I will avoid repeating what I have posted on this work previously skip ahead to the final image and point to which those arguments are heading:

Let us imagine that Judea has now been conquered for a century and its sacerdotal class is now fully Hellenised. A man, educated in the Greek fashion, perhaps in Alexandria, has grown up learning all the Greek ‘classics’ — Homer, Hesiod, Herodotus, the great Tragic playwrights, Plato — and that which he may have read in the Alexandrian canon, established by Aristophanes of Byzantium and Aristrachus of Samothrace. He wants to create a literary work that can compete with those he has read, one that will give birth to his political and religious utopia, Israel. On the one hand, theories about the origins of the Bible tend to admit that the same writer wrote some books; on the other hand, several books and articles compare Greek myths with the Bible. It is the absence of a synthesis of all these data that is questioned here. (pp. 13-14)
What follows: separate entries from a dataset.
/// Granular per-value join: navigation sessions against search clicks for
/// each facet value observed in either source.
pub fn value_alignment(
    rows: &[FilterInteraction],
    performance: &[FacetPerformance],
) -> Vec<ValueAlignment> {
    if rows.is_empty() || performance.is_empty() {
        return Vec::new();
    }

    let mut ux_by_key: BTreeMap<(String, String), u64> = BTreeMap::new();
    for row in rows {
        let excluded = crate::lexicon::SYSTEM_FACET_TYPES.contains(&row.facet_type.as_str())
            || row.facet_type == "precio";
        if excluded {
            continue;
        }
        *ux_by_key
            .entry((row.facet_type.clone(), normalize(&row.facet_value)))
            .or_default() += row.sessions;
    }

    let mut keys: BTreeSet<(String, String)> = ux_by_key.keys().cloned().collect();
    let perf_by_key: BTreeMap<(String, String), &FacetPerformance> = performance
        .iter()
        .map(|p| ((p.facet_type.clone(), normalize(&p.facet_value)), p))
        .collect();
    keys.extend(perf_by_key.keys().cloned());

    let mut alignment: Vec<ValueAlignment> = keys
        .into_iter()
        .map(|key| {
            let ux_sessions = ux_by_key.get(&key).copied().unwrap_or(0);
            let perf = perf_by_key.get(&key);
            let seo_clicks = perf.map(|p| p.total_clicks).unwrap_or(0);

            ValueAlignment {
                facet_type: key.0,
                facet_value: key.1,
                ux_sessions,
                seo_clicks,
                avg_position: perf.map(|p| p.avg_position).unwrap_or(0.0),
                seo_ux_ratio: if ux_sessions > 0 {
                    round2(seo_clicks as f64 / ux_sessions as f64)
                } else {
                    0.0
                },
                status: classify_value_status(ux_sessions, seo_clicks),
            }
        })
        .collect();

    alignment.sort_by(|a, b| b.ux_sessions.cmp(&a.ux_sessions));
    alignment
}

fn classify_value_status(ux_sessions: u64, seo_clicks: u64) -> ValueStatus {
    if ux_sessions > 1000 && seo_clicks < 100 {
        ValueStatus::CriticalSeoGap
    } else if seo_clicks > 500 && ux_sessions < 100 {
        ValueStatus::NoUxSupport
    } else if ux_sessions > 500 && seo_clicks > 200 {
        ValueStatus::Aligned
    } else {
        ValueStatus::LowVolume
    }
}

#[cfg(test)]
mod tests {
    use super::*;

    const CATEGORY: &str = "televisores";

    fn record(url: &str, clicks: u64, top_query: Option<&str>, top_query_clicks: Option<u64>) -> UrlRecord {
        UrlRecord {
            url: url.to_owned(),
            clicks,
            impressions: 0,
            position: 8.0,
            top_query: top_query.map(ToOwned::to_owned),
            top_query_clicks,
            top_query_position: None,
        }
    }

    #[test]
    fn article_with_transactional_query_is_cannibalization() {
        let records = vec![
            record(
                "/mejores-televisores-2025",
                120,
                Some("televisor samsung 55"),
                Some(80),
            ),
            record("/televisores/samsung", 300, Some("televisores samsung"), None),
        ];

        let classified = classify_records(&records, CATEGORY);
        let cases = detect_cannibalization(&classified, CATEGORY);

        assert_eq!(cases.len(), 1);
        assert_eq!(cases[0].ranking_url, "/mejores-televisores-2025");
        assert_eq!(cases[0].suggested_target_url, "/televisores");
        assert_eq!(cases[0].impact_score, 80);
    }

    #[test]
    fn impact_falls_back_to_url_clicks() {
        let records = vec![record(
            "/guia-televisores",
            45,
            Some("comprar televisor barato"),
            None,
        )];

        let classified = classify_records(&records, CATEGORY);
        let cases = detect_cannibalization(&classified, CATEGORY);
        assert_eq!(cases[0].impact_score, 45);
    }

    #[test]
    fn informational_queries_never_count_as_cannibalization() {
        let records = vec![record(
            "/mejores-televisores-2025",
            500,
            Some("mejores televisores 2025"),
            Some(400),
        )];

        let classified = classify_records(&records, CATEGORY);
        assert!(detect_cannibalization(&classified, CATEGORY).is_empty());
    }

    #[test]
    fn cannibalization_sorted_by_impact_descending() {
        let records = vec![
            record("/guia-televisores", 10, Some("televisor lg 65"), Some(10)),
            record("/mejores-televisores", 10, Some("televisor oled 55"), Some(90)),
        ];

        let classified = classify_records(&records, CATEGORY);
        let cases = detect_cannibalization(&classified, CATEGORY);
        assert_eq!(cases[0].impact_score, 90);
        assert_eq!(cases[1].impact_score, 10);
    }

    #[test]
    fn demand_gap_emitted_for_uncovered_transactional_keyword() {
        let keywords = vec![KeywordRecord {
            keyword: "comprar televisor barato".to_owned(),
            volume: 600,
        }];

        let gaps = detect_demand_gaps(&keywords, &[], CATEGORY);
        assert_eq!(gaps.len(), 1);
        assert_eq!(gaps[0].priority, GapPriority::High);
        assert_eq!(gaps[0].suggested_filter_url, "/televisores");
    }

    #[test]
    fn demand_gap_skips_covered_keywords() {
        let records = vec![record("/televisores/samsung", 100, None, None)];
        let classified = classify_records(&records, CATEGORY);

        let keywords = vec![KeywordRecord {
            keyword: "televisor samsung".to_owned(),
            volume: 900,
        }];

        assert!(detect_demand_gaps(&keywords, &classified, CATEGORY).is_empty());
    }

    #[test]
    fn demand_gap_respects_volume_floor_and_intent() {
        let keywords = vec![
            KeywordRecord {
                keyword: "televisor hisense".to_owned(),
                volume: 50,
            },
            KeywordRecord {
                keyword: "mejores televisores 2025".to_owned(),
                volume: 5000,
            },
        ];

        assert!(detect_demand_gaps(&keywords, &[], CATEGORY).is_empty());
    }

    #[test]
    fn demand_gap_priority_bands() {
        let keywords = vec![
            KeywordRecord { keyword: "televisor philips".to_owned(), volume: 501 },
            KeywordRecord { keyword: "televisor hisense".to_owned(), volume: 201 },
            KeywordRecord { keyword: "televisor nilait".to_owned(), volume: 51 },
        ];

        let gaps = detect_demand_gaps(&keywords, &[], CATEGORY);
        assert_eq!(gaps[0].priority, GapPriority::High);
        assert_eq!(gaps[1].priority, GapPriority::Medium);
        assert_eq!(gaps[2].priority, GapPriority::Low);
    }

    #[test]
    fn facet_performance_groups_by_resolved_type_and_value() {
        let records = vec![
            record("/televisores/samsung", 100, None, None),
            record("/televisores/samsung/55-pulgadas", 40, None, None),
            record("/televisores/oled", 60, None, None),
            record("/mejores-televisores", 999, None, None),
        ];

        let classified = classify_records(&records, CATEGORY);
        let performance = facet_performance(&classified);

        let samsung = performance
            .iter()
            .find(|p| p.facet_type == "marca" && p.facet_value == "samsung")
            .unwrap();
        assert_eq!(samsung.total_clicks, 140);
        assert_eq!(samsung.num_urls, 2);

        let size = performance
            .iter()
            .find(|p| p.facet_type == "tamano" && p.facet_value == "55")
            .unwrap();
        assert_eq!(size.total_clicks, 40);

        // The article never contributes.
        assert!(performance.iter().all(|p| p.total_clicks <= 140));
    }

    #[test]
    fn matrix_buckets_follow_dual_threshold() {
        let usage = vec![
            FacetUsageSummary {
                facet_type: "tamano".to_owned(),
                total_sessions: 9600,
                num_values: 5,
                pct_usage: 96.0,
            },
            FacetUsageSummary {
                facet_type: "marca".to_owned(),
                total_sessions: 400,
                num_values: 4,
                pct_usage: 4.0,
            },
        ];
        let performance = vec![FacetPerformance {
            facet_type: "marca".to_owned(),
            facet_value: "samsung".to_owned(),
            total_clicks: 500,
            avg_position: 4.0,
            num_urls: 3,
        }];

        let matrix = ux_seo_matrix(&usage, &performance);
        let tamano = matrix.iter().find(|c| c.facet_type == "tamano").unwrap();
        // All SEO clicks belong to marca, so tamano is high-UX/low-SEO.
        assert_eq!(tamano.opportunity, OpportunityBucket::VisibilityOpportunity);

        let marca = matrix.iter().find(|c| c.facet_type == "marca").unwrap();
        assert_eq!(marca.opportunity, OpportunityBucket::ReviewNavigation);
    }

    #[test]
    fn matrix_requires_both_sources() {
        let usage = vec![FacetUsageSummary {
            facet_type: "tamano".to_owned(),
            total_sessions: 100,
            num_values: 1,
            pct_usage: 100.0,
        }];
        assert!(ux_seo_matrix(&usage, &[]).is_empty());
        assert!(ux_seo_matrix(&[], &[]).is_empty());
    }

    #[test]
    fn value_alignment_joins_on_type_and_value() {
        let rows = vec![
            FilterInteraction {
                facet_type: "tamano".to_owned(),
                facet_value: "55".to_owned(),
                sessions: 2000,
            },
            FilterInteraction {
                facet_type: "marca".to_owned(),
                facet_value: "samsung".to_owned(),
                sessions: 50,
            },
        ];
        let performance = vec![
            FacetPerformance {
                facet_type: "tamano".to_owned(),
                facet_value: "55".to_owned(),
                total_clicks: 30,
                avg_position: 6.0,
                num_urls: 1,
            },
            FacetPerformance {
                facet_type: "marca".to_owned(),
                facet_value: "samsung".to_owned(),
                total_clicks: 900,
                avg_position: 3.0,
                num_urls: 2,
            },
        ];

        let alignment = value_alignment(&rows, &performance);
        assert_eq!(alignment[0].facet_value, "55");
        assert_eq!(alignment[0].status, ValueStatus::CriticalSeoGap);

        let samsung = alignment.iter().find(|a| a.facet_value == "samsung").unwrap();
        assert_eq!(samsung.status, ValueStatus::NoUxSupport);
        assert_eq!(samsung.seo_ux_ratio, 18.0);
    }

    #[test]
    fn value_alignment_join_survives_label_slug_mismatch() {
        // Analytics labels say "Mini LED", URL slugs say "mini-led"; both
        // normalize to the same key.
        let rows = vec![FilterInteraction {
            facet_type: "tecnologia".to_owned(),
            facet_value: "Mini LED".to_owned(),
            sessions: 700,
        }];
        let performance = vec![FacetPerformance {
            facet_type: "tecnologia".to_owned(),
            facet_value: "mini-led".to_owned(),
            total_clicks: 300,
            avg_position: 5.0,
            num_urls: 1,
        }];

        let alignment = value_alignment(&rows, &performance);
        assert_eq!(alignment.len(), 1);
        assert_eq!(alignment[0].facet_value, "mini_led");
        assert_eq!(alignment[0].ux_sessions, 700);
        assert_eq!(alignment[0].seo_clicks, 300);
        assert_eq!(alignment[0].status, ValueStatus::Aligned);
    }
}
Could it be the other way around?

Philippe Wajdenbaum rejects the alternative suggestion that it may have been the Greeks who were influenced by the Bible or related stories from cultures neighbouring the Jews. Essentially the reasons for resisting this idea are

  1. Greek authors were generally identifiable personally and they quite openly refer to their predecessors and contemporaries whom they emulated and imitated. They had no need to copy the Bible and leave no evidence that they had any awareness of it.
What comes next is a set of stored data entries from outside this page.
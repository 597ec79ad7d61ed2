//! Fixed keyword dictionaries driving URL and query classification.
//!
//! Everything here is a curated constant table; no external taxonomy is
//! consulted. Entries are stored accent-folded because all matching runs
//! on `normalize::fold_accents` output.

/// Facet types that come from the platform itself rather than a navigable
/// product attribute. Excluded from share-of-usage denominators.
pub const SYSTEM_FACET_TYPES: &[&str] = &["total", "sorting", "other"];

/// Facet types that must never produce indexable URLs.
pub const NOINDEX_FACET_TYPES: &[&str] = &["sorting", "precio"];

/// Raw analytics filter labels mapped to canonical facet-type keys.
const FACET_TYPE_ALIASES: &[(&str, &str)] = &[
    ("pulgadas", "tamano"),
    ("tamano", "tamano"),
    ("marca", "marca"),
    ("marcas", "marca"),
    ("tecnologia", "tecnologia"),
    ("panel", "tecnologia"),
    ("conectividad", "conectividad"),
    ("precio", "precio"),
    ("order", "sorting"),
    ("ordenar", "sorting"),
    ("resolucion", "resolucion"),
    ("frecuencia", "frecuencia"),
    ("hz", "frecuencia"),
    ("uso", "uso"),
    ("hdr", "caracteristica"),
    ("hdmi", "caracteristica"),
    ("oferta", "oferta"),
    ("ofertas", "oferta"),
    ("reacondicionado", "estado"),
    ("estado", "estado"),
    ("search filters", "total"),
];

/// Canonicalize a raw facet-type label. Unknown labels pass through
/// unchanged so new facets surface in reports instead of vanishing.
pub fn canonical_facet_type(raw: &str) -> String {
    for (alias, canonical) in FACET_TYPE_ALIASES {
        if raw == *alias {
            return (*canonical).to_owned();
        }
    }
    raw.to_owned()
}

/// Brand slugs recognized as URL path segments and query tokens.
pub const BRAND_SLUGS: &[&str] = &[
    "samsung", "lg", "sony", "philips", "tcl", "hisense", "xiaomi", "nilait", "tesla",
    "panasonic", "sharp", "toshiba",
];

/// Panel-technology slugs. The second element is the canonical value.
pub const TECHNOLOGY_SLUGS: &[(&str, &str)] = &[
    ("oled", "oled"),
    ("qled", "qled"),
    ("qned", "qned"),
    ("mini-led", "mini-led"),
    ("miniled", "mini-led"),
    ("nanocell", "nanocell"),
    ("neo-qled", "neo-qled"),
    ("ambilight", "ambilight"),
];

pub const CONNECTIVITY_SLUGS: &[&str] = &["smart-tv", "android-tv", "google-tv"];

pub const CONDITION_SLUGS: &[&str] = &["reacondicionado", "ofertas"];

pub const USE_CASE_SLUGS: &[&str] = &["gaming"];

/// Competitor/brand-site tokens that mark a query as navigational.
pub const COMPETITOR_TOKENS: &[&str] = &[
    "pccomponentes",
    "pcc",
    "mediamarkt",
    "amazon",
    "el corte ingles",
    "worten",
    "fnac",
    "carrefour",
];

/// Substrings that mark a query as informational rather than transactional.
pub const INFORMATIONAL_MARKERS: &[&str] = &[
    "mejor",
    "mejores",
    "top",
    "ranking",
    "cual",
    "que es",
    "diferencia",
    "vs",
    "versus",
    "comparativa",
    "guia",
    "como",
    "elegir",
    "recomend",
    "opinion",
    "review",
    "analisis",
    "vale la pena",
    "calidad precio",
    "medidas",
    "dimensiones",
    "pulgadas a cm",
    "2024",
    "2025",
    "2026",
];

/// Editorial markers that flag a non-category URL as an article even when
/// it never mentions the category keyword.
pub const EDITORIAL_MARKERS: &[&str] = &[
    "mejor",
    "guia",
    "comparativa",
    "review",
    "analisis",
    "top ",
    "ranking",
    "vs",
    "como ",
];

/// Awareness-stage markers (matched against space-folded text).
pub const TOFU_MARKERS: &[&str] = &[
    "que es",
    "tipos de",
    "como funciona",
    "ventajas",
    "desventajas",
    "para que sirve",
    "significado",
];

/// Consideration-stage markers.
pub const MOFU_MARKERS: &[&str] = &[
    "mejor",
    "comparativa",
    "vs",
    "versus",
    "guia",
    "como elegir",
    "cual",
    "top",
    "ranking",
    "recomend",
    "alternativa",
];

/// Decision-stage markers.
pub const BOFU_MARKERS: &[&str] = &[
    "review",
    "opinion",
    "unboxing",
    "test",
    "analisis",
    "vale la pena",
    "merece la pena",
];

/// Purchase-driver categories and the query tokens that activate them.
/// Tokens of length <= 3 only match on word boundaries; longer tokens
/// match by plain containment (see `query_classifier::detect_drivers`).
pub const DRIVER_LEXICON: &[(&str, &[&str])] = &[
    (
        "precio",
        &[
            "precio", "barato", "barata", "economico", "oferta", "descuento", "rebaja", "chollo",
            "calidad precio",
        ],
    ),
    (
        "marca",
        &[
            "samsung", "lg", "sony", "philips", "tcl", "hisense", "xiaomi", "nilait", "apple",
            "oppo", "realme", "huawei", "motorola",
        ],
    ),
    (
        "rendimiento",
        &["rendimiento", "potente", "rapido", "procesador", "fluido", "ram", "gaming"],
    ),
    (
        "tamano",
        &["pulgadas", "tamano", "grande", "pequeno", "compacto", "mini"],
    ),
    (
        "imagen",
        &[
            "4k", "8k", "uhd", "hdr", "oled", "qled", "resolucion", "imagen", "pantalla", "nits",
            "brillo",
        ],
    ),
    ("bateria", &["bateria", "autonomia", "mah", "carga rapida"]),
    ("camara", &["camara", "foto", "selfie", "megapixel", "mpx", "zoom"]),
    (
        "almacenamiento",
        &["almacenamiento", "memoria", "capacidad", "gb", "tb"],
    ),
    (
        "conectividad",
        &[
            "5g", "wifi", "bluetooth", "nfc", "hdmi", "usb", "smart tv", "android tv", "google tv",
        ],
    ),
    (
        "diseno",
        &["diseno", "color", "delgado", "ligero", "elegante", "marco"],
    ),
    (
        "durabilidad",
        &["resistente", "duradero", "agua", "ip68", "gorilla", "garantia"],
    ),
    (
        "ecosistema",
        &["android", "ios", "alexa", "google assistant", "compatible", "ecosistema"],
    ),
];

#[cfg(test)]
mod tests {
    use super::*;

    #[test]
    fn facet_aliases_map_to_canonical_keys() {
        assert_eq!(canonical_facet_type("pulgadas"), "tamano");
        assert_eq!(canonical_facet_type("marcas"), "marca");
        assert_eq!(canonical_facet_type("order"), "sorting");
        assert_eq!(canonical_facet_type("search filters"), "total");
    }

    #[test]
    fn unknown_facet_labels_pass_through() {
        assert_eq!(canonical_facet_type("soporte_pared"), "soporte_pared");
    }

    #[test]
    fn system_and_noindex_types_are_canonical() {
        for t in SYSTEM_FACET_TYPES.iter().chain(NOINDEX_FACET_TYPES) {
            assert_eq!(canonical_facet_type(t), *t, "not canonical: {t}");
        }
    }

    #[test]
    fn driver_lexicon_covers_twelve_categories() {
        assert_eq!(DRIVER_LEXICON.len(), 12);
        for (category, tokens) in DRIVER_LEXICON {
            assert!(!tokens.is_empty(), "empty driver list: {category}");
        }
    }
}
  2. The Greeks portrayed their myths through painting and sculpture and here there is no suggestion of borrowing from Jewish myths. The only contemporary images from Palestine are Canaanite relics.
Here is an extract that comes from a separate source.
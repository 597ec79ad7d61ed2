pub mod analyze;
pub mod classify;
pub mod inventory;
pub mod status;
  3. WP argues that “almost every chapter of the Bible corresponds to a Greek myth, whereas the opposite is not true”.
  4. Greek myths are linked together in a logical narrative progression from the birth of the Gods themselves down to the Trojan war and the beginnings of the historical era. “This rich and complex intertextuality has allowed the ‘biblical writer’ to create an original epic on a fantastic level of sophistication. We will see how the Greek mythical genealogies have been dismantled and reconstructed through a specific filter.” (p. 16)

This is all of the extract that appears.